The Post did, however, site, a completely fraudulent graph that Kansas officials somehow managed to foist on the public without getting thrown in jail.
Counties without mask mandates were surreptitiously given a different y-axis to make it look like they reported more cases when in fact they’d reported less…
Kansas officials also cherry-picked the data to make it look like mask-mandate counties witnessed a larger drop in cases than free counties when, once again, the reverse was true.
The Post’s August pro-mask piece also cites:
- A summary of data released by South Carolina which doesn’t appear to include the data itself or even the dates it was from. So who knows what’s going on there?
- 2 studies that didn’t involve masks at all.
- Two computer models neither of which has any empirical validation and, hence, both of which are total junk science.
A clue as to why the Washington Post went from aggressively discouraging masks in early April to using blatantly crooked data to push them in late August is given by the final sentence in the first piece, which quotes from the book it’s based on:
The masks worn by millions were useless as designed and could not prevent influenza,” Barry wrote. “Only preventing exposure to the virus could.”
“…only preventing exposure to the virus could.”
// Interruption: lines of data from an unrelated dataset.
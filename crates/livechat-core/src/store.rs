//! Append-only message log.
//!
//! Messages are kept in sealed, shared chunks plus one open tail. Appending
//! only touches the tail, and a snapshot clones chunk handles instead of
//! messages, so taking snapshots while messages keep arriving stays cheap.

use crate::Message;
use std::sync::Arc;

const CHUNK_LEN: usize = 64;

/// Ordered log of chat messages for one session.
///
/// There is deliberately no way to remove or reorder entries.
#[derive(Debug, Default)]
pub struct MessageStore {
    sealed: Vec<Arc<[Message]>>,
    tail: Vec<Message>,
    len: usize,
}

impl MessageStore {
    pub fn new() -> Self {
        Self::default()
    }

    /// Append a message and return the new length of the log.
    pub fn append(&mut self, message: Message) -> usize {
        if self.tail.capacity() == 0 {
            self.tail.reserve_exact(CHUNK_LEN);
        }
        self.tail.push(message);
        if self.tail.len() == CHUNK_LEN {
            let full = std::mem::take(&mut self.tail);
            self.sealed.push(Arc::from(full));
        }
        self.len += 1;
        self.len
    }

    pub fn len(&self) -> usize {
        self.len
    }

    pub fn is_empty(&self) -> bool {
        self.len == 0
    }

    /// Point-in-time view of the whole log. Later appends are not visible in it.
    pub fn snapshot(&self) -> Snapshot {
        Snapshot {
            sealed: self.sealed.clone(),
            tail: Arc::from(self.tail.as_slice()),
            len: self.len,
        }
    }
}

/// Frozen view of a [`MessageStore`].
///
/// Cloning is cheap, and [`Snapshot::iter`] can be called any number of times.
#[derive(Debug, Clone)]
pub struct Snapshot {
    sealed: Vec<Arc<[Message]>>,
    tail: Arc<[Message]>,
    len: usize,
}

impl Snapshot {
    pub fn len(&self) -> usize {
        self.len
    }

    pub fn is_empty(&self) -> bool {
        self.len == 0
    }

    /// Messages in append order.
    pub fn iter(&self) -> impl Iterator<Item = &Message> + '_ {
        self.sealed
            .iter()
            .flat_map(|chunk| chunk.iter())
            .chain(self.tail.iter())
    }

    pub fn to_vec(&self) -> Vec<Message> {
        self.iter().cloned().collect()
    }
}

impl<'a> IntoIterator for &'a Snapshot {
    type Item = &'a Message;
    type IntoIter = Box<dyn Iterator<Item = &'a Message> + 'a>;

    fn into_iter(self) -> Self::IntoIter {
        Box::new(self.iter())
    }
}
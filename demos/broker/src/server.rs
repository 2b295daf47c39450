//! Broker implementation.

use chrono::Utc;
use futures_util::{SinkExt, StreamExt};
use livechat_core::{format_timestamp, Notification, PeerMessage, WireEvent};
use std::net::SocketAddr;
use tokio::net::{TcpListener, TcpStream};
use tokio::sync::broadcast;
use tokio_tungstenite::tungstenite::Message;

pub async fn run(addr: SocketAddr) -> anyhow::Result<()> {
    let (broadcast_tx, _) = broadcast::channel::<String>(100);

    let listener = TcpListener::bind(addr).await?;
    tracing::info!("Listening on ws://{}", addr);

    loop {
        let (stream, client_addr) = listener.accept().await?;
        let broadcast_tx = broadcast_tx.clone();

        tokio::spawn(async move {
            if let Err(e) = handle_connection(stream, client_addr, broadcast_tx).await {
                tracing::warn!("Connection error from {}: {}", client_addr, e);
            }
        });
    }
}

async fn handle_connection(
    stream: TcpStream,
    addr: SocketAddr,
    broadcast_tx: broadcast::Sender<String>,
) -> anyhow::Result<()> {
    let ws = tokio_tungstenite::accept_async(stream).await?;
    let (mut sink, mut stream) = ws.split();
    let mut broadcast_rx = broadcast_tx.subscribe();

    tracing::debug!("New connection from {}", addr);

    // Learned from the first message on this connection.
    let mut author: Option<String> = None;

    loop {
        tokio::select! {
            msg = stream.next() => {
                let msg = match msg {
                    Some(Ok(msg)) => msg,
                    Some(Err(e)) => {
                        tracing::debug!("WebSocket error: {}", e);
                        break;
                    }
                    None => break,
                };

                let Message::Text(text) = msg else { continue };
                let event = match WireEvent::decode(text.as_str()) {
                    Ok(event) => event,
                    Err(e) => {
                        tracing::warn!("Invalid event from {}: {}", addr, e);
                        continue;
                    }
                };

                match event {
                    WireEvent::PeerMessage(msg) => {
                        if author.is_none() {
                            author = Some(msg.author.clone());
                            announce(&broadcast_tx, format!("{} joined", msg.author))?;
                        }
                        let stamped = stamp(msg);
                        let _ = broadcast_tx.send(stamped.encode()?);
                    }
                    WireEvent::Notification(_) => {
                        tracing::warn!("Ignoring notification sent by client {}", addr);
                    }
                }
            }

            frame = broadcast_rx.recv() => match frame {
                Ok(frame) => sink.send(Message::Text(frame.into())).await?,
                Err(broadcast::error::RecvError::Lagged(n)) => {
                    tracing::warn!("{} lagged, skipped {} events", addr, n);
                }
                Err(broadcast::error::RecvError::Closed) => break,
            },
        }
    }

    if let Some(author) = author {
        announce(&broadcast_tx, format!("{author} left"))?;
    }

    tracing::debug!("Connection closed: {}", addr);
    Ok(())
}

/// Give a client message the broker's receipt time.
fn stamp(msg: PeerMessage) -> WireEvent {
    WireEvent::PeerMessage(PeerMessage {
        timestamp: Some(format_timestamp(Utc::now())),
        ..msg
    })
}

fn announce(broadcast_tx: &broadcast::Sender<String>, message: String) -> anyhow::Result<()> {
    let frame = WireEvent::Notification(Notification { message }).encode()?;
    let _ = broadcast_tx.send(frame);
    Ok(())
}

#[cfg(test)]
mod tests {
    use super::*;

    #[test]
    fn stamp_replaces_client_timestamp() {
        let WireEvent::PeerMessage(msg) = stamp(PeerMessage {
            author: "alice".into(),
            text: "hi".into(),
            timestamp: Some("forged".into()),
        }) else {
            panic!("expected a peer message");
        };
        assert_eq!(msg.author, "alice");
        let stamped = msg.timestamp.unwrap();
        assert_ne!(stamped, "forged");
        assert!(chrono::DateTime::parse_from_rfc3339(&stamped).is_ok());
    }
}
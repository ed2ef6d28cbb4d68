use palette::{Hsl, IntoColor, Srgb};

/// An 8-bit sRGB colour shared by the static and interactive renderers.
pub type Rgb = Srgb<u8>;

// ---------------------------------------------------------------------------
// Color palette generator
// ---------------------------------------------------------------------------

/// Generates `n` visually distinct colours using evenly spaced hues.
pub fn generate_palette(n: usize) -> Vec<Rgb> {
    if n == 0 {
        return Vec::new();
    }
    (0..n)
        .map(|i| {
            let hue = (i as f32 / n as f32) * 360.0;
            let hsl = Hsl::new(hue, 0.75, 0.45);
            let rgb: Srgb = hsl.into_color();
            rgb.into_format()
        })
        .collect()
}

/// Parse `#rrggbb` (the leading `#` is optional).
pub fn parse_hex(s: &str) -> Option<Rgb> {
    s.trim().parse::<Rgb>().ok()
}
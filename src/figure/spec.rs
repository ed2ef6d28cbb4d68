use std::path::{Path, PathBuf};

use anyhow::{bail, Context, Result};
use serde::{Deserialize, Serialize};
use thiserror::Error;

use crate::color::parse_hex;

/// Problems with a figure description, caught before any data is read.
#[derive(Debug, Error, PartialEq)]
pub enum SpecError {
    #[error("figure has no series")]
    NoSeries,
    #[error("figure size must be positive, got {0} x {1} inches")]
    BadSize(f64, f64),
    #[error("dpi must be positive")]
    BadDpi,
    #[error("{axis} range must satisfy min < max, got [{min}, {max}]")]
    BadRange { axis: &'static str, min: f64, max: f64 },
    #[error("series '{label}': cannot parse colour '{color}'")]
    BadColor { label: String, color: String },
    #[error("series '{label}': group_by and where cannot be combined")]
    GroupAndFilter { label: String },
}

/// Where a series takes its x coordinates from.
#[derive(Debug, Clone, Default, PartialEq, Serialize, Deserialize)]
#[serde(from = "String", into = "String")]
pub enum XSource {
    /// The implicit row index.
    #[default]
    Index,
    Column(String),
}

impl From<String> for XSource {
    fn from(s: String) -> Self {
        if s == "index" {
            XSource::Index
        } else {
            XSource::Column(s)
        }
    }
}

impl From<XSource> for String {
    fn from(x: XSource) -> Self {
        match x {
            XSource::Index => "index".to_string(),
            XSource::Column(c) => c,
        }
    }
}

#[derive(Debug, Clone, Copy, Default, PartialEq, Eq, Serialize, Deserialize)]
#[serde(rename_all = "lowercase")]
pub enum LineStyle {
    #[default]
    Dashed,
    Solid,
}

/// Keep only rows whose `column` equals `equals`.
#[derive(Debug, Clone, PartialEq, Serialize, Deserialize)]
pub struct RowFilter {
    pub column: String,
    pub equals: serde_json::Value,
}

#[derive(Debug, Clone, PartialEq, Serialize, Deserialize)]
pub struct SeriesSpec {
    pub y: String,
    #[serde(default)]
    pub x: XSource,
    /// Legend label. With `group_by`, `{key}` is replaced by the group key.
    pub label: String,
    #[serde(default)]
    pub style: LineStyle,
    #[serde(default, skip_serializing_if = "Option::is_none")]
    pub color: Option<String>,
    #[serde(default, rename = "where", skip_serializing_if = "Option::is_none")]
    pub filter: Option<RowFilter>,
    #[serde(default, skip_serializing_if = "Option::is_none")]
    pub group_by: Option<String>,
}

impl SeriesSpec {
    pub fn new(x: XSource, y: impl Into<String>, label: impl Into<String>) -> Self {
        SeriesSpec {
            y: y.into(),
            x,
            label: label.into(),
            style: LineStyle::Dashed,
            color: None,
            filter: None,
            group_by: None,
        }
    }
}

fn default_size() -> [f64; 2] {
    [11.0, 8.5]
}

fn default_dpi() -> u32 {
    1200
}

fn default_true() -> bool {
    true
}

/// Everything needed to turn a table into a saved figure.
#[derive(Debug, Clone, PartialEq, Serialize, Deserialize)]
pub struct FigureSpec {
    pub input: PathBuf,
    pub output: PathBuf,
    #[serde(default, skip_serializing_if = "Option::is_none")]
    pub title: Option<String>,
    #[serde(default)]
    pub x_label: String,
    #[serde(default)]
    pub y_label: String,
    #[serde(default = "default_size")]
    pub size_inches: [f64; 2],
    #[serde(default = "default_dpi")]
    pub dpi: u32,
    #[serde(default = "default_true")]
    pub legend: bool,
    #[serde(default = "default_true")]
    pub grid: bool,
    #[serde(default, skip_serializing_if = "Option::is_none")]
    pub x_range: Option<[f64; 2]>,
    #[serde(default, skip_serializing_if = "Option::is_none")]
    pub y_range: Option<[f64; 2]>,
    pub series: Vec<SeriesSpec>,
}

impl FigureSpec {
    pub fn new(input: impl Into<PathBuf>, output: impl Into<PathBuf>) -> Self {
        FigureSpec {
            input: input.into(),
            output: output.into(),
            title: None,
            x_label: String::new(),
            y_label: String::new(),
            size_inches: default_size(),
            dpi: default_dpi(),
            legend: true,
            grid: true,
            x_range: None,
            y_range: None,
            series: Vec::new(),
        }
    }

    pub fn validate(&self) -> Result<(), SpecError> {
        if self.series.is_empty() {
            return Err(SpecError::NoSeries);
        }
        let [w, h] = self.size_inches;
        if !(w > 0.0 && h > 0.0) {
            return Err(SpecError::BadSize(w, h));
        }
        if self.dpi == 0 {
            return Err(SpecError::BadDpi);
        }
        for (axis, range) in [("x", self.x_range), ("y", self.y_range)] {
            if let Some([min, max]) = range {
                if !(min < max) {
                    return Err(SpecError::BadRange { axis, min, max });
                }
            }
        }
        for s in &self.series {
            if let Some(c) = &s.color {
                if parse_hex(c).is_none() {
                    return Err(SpecError::BadColor {
                        label: s.label.clone(),
                        color: c.clone(),
                    });
                }
            }
            if s.filter.is_some() && s.group_by.is_some() {
                return Err(SpecError::GroupAndFilter {
                    label: s.label.clone(),
                });
            }
        }
        Ok(())
    }
}

/// Read a figure description from `.toml` or `.json`.
pub fn load_figure_spec(path: &Path) -> Result<FigureSpec> {
    let ext = path
        .extension()
        .and_then(|e| e.to_str())
        .unwrap_or("")
        .to_ascii_lowercase();
    let text = std::fs::read_to_string(path)
        .with_context(|| format!("reading figure spec {}", path.display()))?;

    let spec: FigureSpec = match ext.as_str() {
        "toml" => toml::from_str(&text).context("parsing TOML figure spec")?,
        "json" => serde_json::from_str(&text).context("parsing JSON figure spec")?,
        other => bail!("Unsupported figure spec extension: .{other}"),
    };
    spec.validate()?;
    Ok(spec)
}
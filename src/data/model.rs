use std::fmt;

use super::DataError;

// ---------------------------------------------------------------------------
// Value – a single cell of a measurement table
// ---------------------------------------------------------------------------

/// A dynamically-typed cell value mirroring the common Pandas dtypes.
/// Grouping keys live in a `BTreeMap`, so `Value` must be `Ord`.
#[derive(Debug, Clone, PartialEq)]
pub enum Value {
    Integer(i64),
    Float(f64),
    String(String),
    Bool(bool),
    Null,
}

// -- Manual Eq/Ord so we can key a BTreeMap with Value --

impl Eq for Value {}

impl PartialOrd for Value {
    fn partial_cmp(&self, other: &Self) -> Option<std::cmp::Ordering> {
        Some(self.cmp(other))
    }
}

impl Ord for Value {
    fn cmp(&self, other: &Self) -> std::cmp::Ordering {
        use Value::*;
        fn discriminant(v: &Value) -> u8 {
            match v {
                Null => 0,
                Bool(_) => 1,
                Integer(_) => 2,
                Float(_) => 3,
                String(_) => 4,
            }
        }
        let da = discriminant(self);
        let db = discriminant(other);
        if da != db {
            return da.cmp(&db);
        }
        match (self, other) {
            (Null, Null) => std::cmp::Ordering::Equal,
            (Bool(a), Bool(b)) => a.cmp(b),
            (Integer(a), Integer(b)) => a.cmp(b),
            (Float(a), Float(b)) => a.total_cmp(b),
            (String(a), String(b)) => a.cmp(b),
            _ => std::cmp::Ordering::Equal,
        }
    }
}

impl fmt::Display for Value {
    fn fmt(&self, f: &mut fmt::Formatter<'_>) -> fmt::Result {
        match self {
            Value::Integer(i) => write!(f, "{i}"),
            Value::Float(v) => write!(f, "{v}"),
            Value::String(s) => write!(f, "{s}"),
            Value::Bool(b) => write!(f, "{b}"),
            Value::Null => write!(f, "<null>"),
        }
    }
}

impl Value {
    /// Interpret the value as an `f64` for plotting.
    ///
    /// `Null` maps to `NaN` so missing cells become gaps; text has no
    /// numeric reading.
    pub fn as_f64(&self) -> Option<f64> {
        match self {
            Value::Float(v) => Some(*v),
            Value::Integer(i) => Some(*i as f64),
            Value::Bool(b) => Some(if *b { 1.0 } else { 0.0 }),
            Value::Null => Some(f64::NAN),
            Value::String(_) => None,
        }
    }

    /// Loose equality used by row filters: numbers compare by value,
    /// everything else structurally.
    pub fn matches(&self, other: &Value) -> bool {
        match (self, other) {
            (Value::String(_), _) | (_, Value::String(_)) | (Value::Null, _) | (_, Value::Null) => {
                self == other
            }
            _ => match (self.as_f64(), other.as_f64()) {
                (Some(a), Some(b)) => a == b,
                _ => false,
            },
        }
    }
}

// ---------------------------------------------------------------------------
// Column – one named column of the table
// ---------------------------------------------------------------------------

#[derive(Debug, Clone, PartialEq)]
pub struct Column {
    pub name: String,
    pub values: Vec<Value>,
}

impl Column {
    pub fn new(name: impl Into<String>, values: Vec<Value>) -> Self {
        Column {
            name: name.into(),
            values,
        }
    }

    pub fn len(&self) -> usize {
        self.values.len()
    }

    pub fn is_empty(&self) -> bool {
        self.values.is_empty()
    }
}

// ---------------------------------------------------------------------------
// Table – the complete loaded measurement file
// ---------------------------------------------------------------------------

/// A column-oriented, read-only table. Rows are positional and every column
/// has the same length.
#[derive(Debug, Clone, PartialEq, Default)]
pub struct Table {
    columns: Vec<Column>,
}

impl Table {
    /// Build a table, rejecting columns of unequal length.
    pub fn new(columns: Vec<Column>) -> Result<Self, DataError> {
        if let Some(first) = columns.first() {
            let expected = first.len();
            if let Some(bad) = columns.iter().find(|c| c.len() != expected) {
                return Err(DataError::RaggedColumn {
                    column: bad.name.clone(),
                    len: bad.len(),
                    expected,
                });
            }
        }
        Ok(Table { columns })
    }

    /// Number of rows.
    pub fn len(&self) -> usize {
        self.columns.first().map_or(0, Column::len)
    }

    /// Whether the table has no rows.
    pub fn is_empty(&self) -> bool {
        self.len() == 0
    }

    pub fn columns(&self) -> &[Column] {
        &self.columns
    }

    pub fn column_names(&self) -> Vec<&str> {
        self.columns.iter().map(|c| c.name.as_str()).collect()
    }

    pub fn column(&self, name: &str) -> Result<&Column, DataError> {
        self.columns
            .iter()
            .find(|c| c.name == name)
            .ok_or_else(|| DataError::MissingColumn {
                column: name.to_string(),
                available: self.columns.iter().map(|c| c.name.clone()).collect(),
            })
    }

    /// The implicit row index `0..len`, as Pandas assigns it by default.
    pub fn index(&self) -> Vec<f64> {
        (0..self.len()).map(|i| i as f64).collect()
    }

    /// Read a column as `f64`. Nulls become `NaN`, text is an error.
    pub fn numeric(&self, name: &str) -> Result<Vec<f64>, DataError> {
        let column = self.column(name)?;
        column
            .values
            .iter()
            .enumerate()
            .map(|(row, v)| {
                v.as_f64().ok_or_else(|| DataError::NonNumeric {
                    column: name.to_string(),
                    row,
                    value: v.to_string(),
                })
            })
            .collect()
    }
}

#[cfg(test)]
mod tests {
    use super::*;

    fn sample() -> Table {
        Table::new(vec![
            Column::new(
                "queue_id",
                vec![Value::Integer(0), Value::Integer(1), Value::Integer(0)],
            ),
            Column::new(
                "elapsed",
                vec![Value::Float(1.5), Value::Null, Value::Integer(3)],
            ),
            Column::new(
                "note",
                vec![
                    Value::String("a".into()),
                    Value::String("b".into()),
                    Value::Null,
                ],
            ),
        ])
        .unwrap()
    }

    #[test]
    fn numeric_maps_nulls_to_nan() {
        let t = sample();
        let elapsed = t.numeric("elapsed").unwrap();
        assert_eq!(elapsed[0], 1.5);
        assert!(elapsed[1].is_nan());
        assert_eq!(elapsed[2], 3.0);
    }

    #[test]
    fn numeric_rejects_text() {
        let err = sample().numeric("note").unwrap_err();
        assert!(matches!(err, DataError::NonNumeric { row: 0, .. }));
    }

    #[test]
    fn missing_column_lists_available() {
        match sample().column("set_1") {
            Err(DataError::MissingColumn { available, .. }) => {
                assert_eq!(available, vec!["queue_id", "elapsed", "note"]);
            }
            other => panic!("unexpected: {other:?}"),
        }
    }

    #[test]
    fn ragged_columns_are_rejected() {
        let err = Table::new(vec![
            Column::new("a", vec![Value::Integer(1)]),
            Column::new("b", vec![]),
        ])
        .unwrap_err();
        assert!(matches!(err, DataError::RaggedColumn { len: 0, expected: 1, .. }));
    }

    #[test]
    fn index_counts_rows() {
        assert_eq!(sample().index(), vec![0.0, 1.0, 2.0]);
        assert!(Table::default().is_empty());
    }

    #[test]
    fn values_order_by_type_then_value() {
        let mut v = vec![
            Value::Float(0.5),
            Value::Integer(2),
            Value::Null,
            Value::Integer(1),
        ];
        v.sort();
        assert_eq!(
            v,
            vec![
                Value::Null,
                Value::Integer(1),
                Value::Integer(2),
                Value::Float(0.5)
            ]
        );
    }

    #[test]
    fn matches_compares_numbers_across_types() {
        assert!(Value::Integer(2).matches(&Value::Float(2.0)));
        assert!(!Value::Integer(2).matches(&Value::String("2".into())));
        assert!(Value::Null.matches(&Value::Null));
    }
}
Back in early-April 2020, of course, the Washington Post was trying to push us into the equally pointless but vastly more deadly lockdowns that rained down so much unprecedented hardship, misery, and death on the American people and, in the process, likely put Joe Biden in the White House.
Once lockdowns could no longer be maintained, however, the media needed something to create a palpable sense of crisis so folks didn’t notice the lack of any real one. And—voilà!—suddenly masks DO work.
That’s my honest take, at any rate. You believe what you want.
Just mind your own business and don’t try forcing the rest of us to be equally stupid.